UIA Seoul World Architects Congress
This article explores the Background City, i.e. the everyday city we inhabit but fail to acknowledge and argues for its relevance in establishing the cultural identity of a city. The discussion focuses on the anonymous and marginal architecture of Hong Kong, a city that embodies the idea of city as background, coming into existence virtually by accident, it is today a manufactured and superimposed urban amalgam that has to constantly adapt to mitigate the hard realities of dwelling within extreme density- more than a city Hong Kong represents an urban condition.

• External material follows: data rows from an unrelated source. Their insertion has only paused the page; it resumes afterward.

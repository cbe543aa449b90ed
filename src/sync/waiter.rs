// Copyright (c) 2025 the dtu-bridge authors
// SPDX-License-Identifier: Apache-2.0

//! Single-use wake gate.

use std::sync::atomic::{AtomicBool, AtomicU8, Ordering};
use std::sync::Arc;
use std::thread::{self, Thread};

use crate::error::{Error, Result};
use crate::sys::OneShotTimer;
use crate::time::Timeout;

/// Gate is closed; the waiting thread stays parked.
const PENDING: u8 = 0;
/// Gate was opened by an explicit [`Waiter::release`].
const NOTIFIED: u8 = 1;
/// Gate was forced open by the deadline timer.
const TIMED_OUT: u8 = 2;

/// A single-use wake gate, parking exactly one thread until it is released
/// or times out.
///
/// The gate starts closed.  [`acquire`] blocks the constructing thread; with
/// a finite timeout it also arms a [`OneShotTimer`] whose callback performs a
/// timed-out release.  The explicit release and the timer race for a single
/// atomic transition away from [`PENDING`]: whichever wins decides the
/// outcome, and the loser observes "already open" and does nothing.  Two
/// independent flags would allow a lost wakeup here; the one-word
/// compare-exchange cannot.
///
/// A waiter is consumed by its one `acquire` call.  A second call is a
/// programming error and fails with [`Error::WaiterConsumed`].
///
/// [`acquire`]: Waiter::acquire
pub struct Waiter {
    /// Gate state; one transition away from `PENDING`, ever.
    gate: AtomicU8,
    /// Set when `acquire` claims the waiter.
    consumed: AtomicBool,
    /// The waiting side.  The thread that constructs the waiter is the one
    /// that parks in `acquire`.
    parked: Thread,
}

impl Waiter {
    /// A new closed gate.  The calling thread is the waiting side.
    pub fn new() -> Waiter {
        Waiter {
            gate: AtomicU8::new(PENDING),
            consumed: AtomicBool::new(false),
            parked: thread::current(),
        }
    }

    /// Block until the gate opens.
    ///
    /// Returns `true` when the wake came from [`release`], `false` when the
    /// deadline elapsed first.  [`Timeout::NoWait`] only polls the gate.
    ///
    /// [`release`]: Waiter::release
    pub fn acquire(self: Arc<Self>, timeout: impl Into<Timeout>) -> Result<bool> {
        if self.consumed.swap(true, Ordering::AcqRel) {
            return Err(Error::WaiterConsumed);
        }
        debug_assert_eq!(
            thread::current().id(),
            self.parked.id(),
            "a waiter must be acquired by the thread that constructed it",
        );

        let timer = match timeout.into() {
            Timeout::Forever => None,
            Timeout::NoWait => {
                // Poll: close out the gate right now if nothing opened it.
                let _ = self.try_open(TIMED_OUT);
                None
            }
            Timeout::After(delay) => {
                let gate = Arc::clone(&self);
                Some(OneShotTimer::start(delay, move || {
                    if gate.try_open(TIMED_OUT) {
                        gate.parked.unpark();
                    }
                })?)
            }
        };

        // Park until the gate leaves PENDING.  Parking tokens make this safe
        // against the release/park interleaving: an unpark delivered before
        // the park makes the park return immediately.  Spurious wakes just go
        // around the loop.
        while self.gate.load(Ordering::Acquire) == PENDING {
            thread::park();
        }

        if let Some(timer) = timer {
            timer.stop();
        }
        Ok(self.gate.load(Ordering::Acquire) == NOTIFIED)
    }

    /// Open the gate, waking the parked thread.
    ///
    /// Returns `false` if the gate was already open.  A double release is
    /// tolerated and reported, not fatal.
    pub fn release(&self) -> bool {
        if self.try_open(NOTIFIED) {
            self.parked.unpark();
            true
        } else {
            false
        }
    }

    /// The single atomic transition away from `PENDING`.
    fn try_open(&self, to: u8) -> bool {
        self.gate
            .compare_exchange(PENDING, to, Ordering::AcqRel, Ordering::Acquire)
            .is_ok()
    }
}

impl Default for Waiter {
    fn default() -> Waiter {
        Waiter::new()
    }
}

The article further makes the case, in line with the writings of the Italian anthropologist Franco La Cecla that architects, urbanist, and planners are today no longer able to engage and appreciate the everyday urban condition, and by association have lost the capacity to observe. Within Hong Kong’s invisible conditions lie the daily narratives of how citizens inhabit the city, a constellation of occupied spaces where local customs survive and form the real, as opposed to the “real estate”, living organism that is Hong Kong. By switching the attention from individual architectural works, the foreground city, towards a layered background, we can understand ways to categorize and transform Hong Kong’s rich urban fabric and at the same time retain its essential cultural DNA.
Keywords: Background City; Urban Conditions, Urban Dialect, Hong Kong, City Inhabitation.